Starting from Timeplus Enterprise v2.5, you can also apply auto-load-balancing for memory-consuming materialized views in Timeplus Enterprise cluster. By default, this feature is enabled and there are 3 settings at the cluster level:

workload_rebalance_check_interval: 30s
workload_rebalance_overloaded_memory_util_threshold: 50%
workload_rebalance_heavy_mv_memory_util_threshold: 10%

As the administrator, you no longer need to determine which materialized views need to set a memory_weight setting. In a cluster, Timeplus will monitor the memory consumption for each materialized view. Every 30 seconds, configurable via workload_rebalance_check_interval, the system will check whether there are any node with memory over 50% full. If so, check whether there is any materialized view in such node consuming 10% or more memory. When those conditions are all met, rescheduling those materialized views to less busy nodes. During the rescheduling, the materialized view on the previous node will be paused and its checkpoint will be transferred to the target node, then the materialized view on target node will resume the streaming SQL based on the checkpoint.

Auto-Scaling Materialized Views

Starting from Timeplus Enterprise v2.8, materialized views can be configured to run on elastic compute nodes. This can reduce TCO (Total Cost of Ownership), by enabling high concurrent materialized views scheduling, auto scale-out and scale-in according to workload.

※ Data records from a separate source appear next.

// Copyright 2022 Webb Technologies Inc.
//
// Licensed under the Apache License, Version 2.0 (the "License");
// you may not use this file except in compliance with the License.
// You may obtain a copy of the License at
//
// http://www.apache.org/licenses/LICENSE-2.0
//
// Unless required by applicable law or agreed to in writing, software
// distributed under the License is distributed on an "AS IS" BASIS,
// WITHOUT WARRANTIES OR CONDITIONS OF ANY KIND, either express or implied.
// See the License for the specific language governing permissions and
// limitations under the License.
//
use std::collections::{HashMap, VecDeque};
use std::sync::Arc;

use parking_lot::Mutex;
use url::Url;

use super::protocol::{CommandResponse, RelayerCommand};
use super::registry::RelayerInfoSource;
use super::transport::{RelayerChannel, RelayerConnector};
use super::RelayerCapabilities;

/// Connects to a relayer that answers every connection with the same
/// scripted frames.
///
/// Frames are kept as JSON text and decoded when read, like frames of a
/// websocket channel.
#[derive(Debug, Default)]
pub struct ScriptedConnector {
    frames: Vec<String>,
    hang: bool,
    unreachable: bool,
    sent: Arc<Mutex<Vec<RelayerCommand>>>,
}

impl ScriptedConnector {
    /// A relayer sending `frames` then closing the channel.
    pub fn new(frames: Vec<CommandResponse>) -> Self {
        Self::text(encode(&frames))
    }

    /// A relayer sending the raw text `frames` then closing the channel.
    pub fn text(frames: Vec<String>) -> Self {
        Self {
            frames,
            ..Default::default()
        }
    }

    /// A relayer sending `frames` then going silent.
    pub fn hanging(frames: Vec<CommandResponse>) -> Self {
        Self {
            frames: encode(&frames),
            hang: true,
            ..Default::default()
        }
    }

    /// A relayer that cannot be connected to.
    pub fn unreachable() -> Self {
        Self {
            unreachable: true,
            ..Default::default()
        }
    }

    /// Every command sent to the relayer.
    pub fn sent(&self) -> Vec<RelayerCommand> {
        self.sent.lock().clone()
    }
}

#[async_trait::async_trait]
impl RelayerConnector for ScriptedConnector {
    async fn connect(
        &self,
        endpoint: &Url,
    ) -> crate::Result<Box<dyn RelayerChannel>> {
        if self.unreachable {
            return Err(crate::Error::RelayerUnavailable(format!(
                "connection to {endpoint} refused"
            )));
        }
        Ok(Box::new(ScriptedChannel {
            frames: self.frames.iter().cloned().collect(),
            hang: self.hang,
            sent: self.sent.clone(),
        }))
    }
}

fn encode(frames: &[CommandResponse]) -> Vec<String> {
    frames
        .iter()
        .filter_map(|frame| serde_json::to_string(frame).ok())
        .collect()
}

struct ScriptedChannel {
    frames: VecDeque<String>,
    hang: bool,
    sent: Arc<Mutex<Vec<RelayerCommand>>>,
}

#[async_trait::async_trait]
impl RelayerChannel for ScriptedChannel {
    async fn send(&mut self, command: &RelayerCommand) -> crate::Result<()> {
        self.sent.lock().push(command.clone());
        Ok(())
    }

    async fn next_response(
        &mut self,
    ) -> Option<crate::Result<CommandResponse>> {
        match self.frames.pop_front() {
            Some(frame) => Some(serde_json::from_str(&frame).map_err(Into::into)),
            None if self.hang => futures::future::pending().await,
            None => None,
        }
    }
}

/// Relayer capabilities known up front. Endpoints it does not know are
/// unreachable.
#[derive(Debug, Clone, Default)]
pub struct StaticRelayerInfoSource {
    relayers: HashMap<Url, RelayerCapabilities>,
}

impl StaticRelayerInfoSource {
    /// Adds a relayer.
    pub fn with(mut self, capabilities: RelayerCapabilities) -> Self {
        self.relayers
            .insert(capabilities.endpoint.clone(), capabilities);
        self
    }
}

#[async_trait::async_trait]
impl RelayerInfoSource for StaticRelayerInfoSource {
    async fn fetch_capabilities(
        &self,
        endpoint: &Url,
    ) -> crate::Result<RelayerCapabilities> {
        self.relayers.get(endpoint).cloned().ok_or_else(|| {
            crate::Error::RelayerUnavailable(format!(
                "{endpoint} is not reachable"
            ))
        })
    }
}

To enable this feature, you need to

  1. create a S3 disk in the s3_plain type.
  2. create a materialized view by setting the checkpoint storage to s3 and use the s3 disk.
  3. enable compute nodes in the cluster, with optional autoscaling based on your cloud or on-prem infrastructure.

For example:

--S3 based checkpoint
CREATE DISK ckpt_s3_disk disk(
type = 's3_plain',
endpoint = 'https://mat-view-ckpt.s3.us-west-2.amazonaws.com/matv_ckpt/',
access_key_id = '...',
secret_access_key = '...');

CREATE MATERIALIZED VIEW mat_v_scale INTO clickhouse_table
AS SELECT
SETTINGS
checkpoint_settings=’storage_type=s3;disk_name=ckpt_s3_disk;async=true;interval=5;

DROP VIEW

Run the following SQL to drop a view or a materialized view.

DROP VIEW [IF EXISTS] db.<view_name>;

Like CREATE STREAM, stream deletion is an async process.